Annual premiums are much lower with term life insurance than with permanent life insurance. The younger and healthier you are the lower your premiums. Term life insurance is a popular option for people with young families and people who want to leave behind enough money to pay their debts, but don’t have a lot of savings built up yet.
People in their 20s, 30s, and 40s have many years ahead of them to earn money. They rightly assume that they probably won’t need life insurance in retirement because by then their kids will be financially independent. By the time their term life insurance policy expires, they hope to have enough money set aside to pay off any debts and provide for their own funeral and burial expenses.
Term life insurance policies offer great coverage in exchange for a small premium. Many term life insurance policies are convertible, which means the policy owner has the option to convert to a permanent policy without a medical exam. They also won’t have to go through the underwriting process again. The premium price increase at the end of the term is usually steep.
Many seniors who purchased term life insurance policies when they were younger find that they want the financial security for their beneficiaries provided by life insurance but converting to a permanent policy would make their premiums unaffordable. One option for seniors in good health is to initiate a new term life policy and go through the medical exam and the underwriting process.
What to do when your term life insurance is nearing its expiration date
Unlike permanent life insurance, there’s no cash value building over time in a term life insurance policy. So, when the term is up, assuming the policyholder is alive, it terminates. The policyholder no longer has life insurance and the insurance company keeps the premiums they’ve paid over the years as pure profit.
According to the Life Insurance Settlement Association (LISA), $112 billion worth of life insurance policies lapse each year. Less than half of all seniors in America are aware that they have the option to sell their life insurance policy through a life settlement. 90% of seniors who have let a policy lapse in the past would have considered a life settlement if they knew about the option.
Most term life insurance policies are renewable for a premium that is much higher than the initial level term period’s fixed premium. In fact, if the policyholder is willing to pay the increased premiums every year, they can be insured for the full face value of the policy until age 95.
This may be a good option for people who want life insurance but are uninsurable for a new policy because of advanced age or a health condition.
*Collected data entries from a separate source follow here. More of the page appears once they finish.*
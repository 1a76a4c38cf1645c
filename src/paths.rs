//! Filesystem locations owned by scanmon itself (settings and logs).

use std::env;
use std::path::{Path, PathBuf};

/// Directory name used under the XDG/HOME config base.
const APP_DIR: &str = "scanmon";

/// Resolve an XDG base directory from environment or default to `$HOME` + segments.
///
/// Inputs:
/// - `var`: Environment variable to check (e.g., `XDG_CONFIG_HOME`).
/// - `home_default`: Fallback path segments relative to `$HOME` if `var` is unset/empty.
///
/// Output: Resolved base directory path.
fn xdg_base_dir(var: &str, home_default: &[&str]) -> PathBuf {
    if let Ok(p) = env::var(var)
        && !p.trim().is_empty()
    {
        return PathBuf::from(p);
    }
    let mut base = home_dir().unwrap_or_else(|| PathBuf::from("."));
    for seg in home_default {
        base = base.join(seg);
    }
    base
}

/// What: Current user's home directory from `$HOME`.
///
/// Output:
/// - `Some(PathBuf)` when `HOME` is set and non-empty, `None` otherwise.
#[must_use]
pub fn home_dir() -> Option<PathBuf> {
    env::var_os("HOME")
        .filter(|h| !h.is_empty())
        .map(PathBuf::from)
}

/// XDG config directory for scanmon: `$XDG_CONFIG_HOME/scanmon` or `~/.config/scanmon`.
///
/// The directory is created if missing; creation failures are ignored here and
/// surface later when a file inside it is opened.
#[must_use]
pub fn config_dir() -> PathBuf {
    let dir = xdg_base_dir("XDG_CONFIG_HOME", &[".config"]).join(APP_DIR);
    let _ = std::fs::create_dir_all(&dir);
    dir
}

/// Logs directory under config: `~/.config/scanmon/logs` (ensured to exist).
#[must_use]
pub fn logs_dir() -> PathBuf {
    logs_dir_in(&config_dir())
}

/// What: Logs directory below an explicit config directory.
///
/// Inputs:
/// - `base`: Config directory to nest `logs/` in.
///
/// Output:
/// - `base/logs`, created when possible.
#[must_use]
pub fn logs_dir_in(base: &Path) -> PathBuf {
    let dir = base.join("logs");
    let _ = std::fs::create_dir_all(&dir);
    dir
}

/// Default settings file: `~/.config/scanmon/settings.conf`.
#[must_use]
pub fn settings_path() -> PathBuf {
    config_dir().join("settings.conf")
}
Certain term life insurance policies are eligible for a life settlement
As an alternative to letting a term life insurance lapse or converting the policy to an expensive permanent life insurance product, seniors can get access to cash by participating in a Term Life Settlement.
If the policy owner is over 65 or has experienced a decline in their health since they purchased their convertible term policy, and if the face value of the policy is more than $100,000, a term life settlement is probably a viable option. Policy owners younger than 65 with chronic or terminal health problems may also qualify for a term life settlement.
The other options include letting the policy expire and having nothing to show for years of premium payments or agreeing to pay higher premiums that may be 6-10 times larger than the original fixed premium.
In a term life settlement, an institutional investor purchases your converted life insurance policy and takes over the responsibility for paying the higher premiums. The investor is the new beneficiary of the policy and receives your life insurance policy’s face value when you die.
You receive cash in exchange for your policy. If you choose to use a life settlement broker to find an investor and negotiate the highest possible amount of money for your policy, you’ll pay them a pre-determined fee.
In some cases, a portion of the life settlement proceeds may be taxable. It’s a good idea to consult a tax expert to understand your potential tax liability.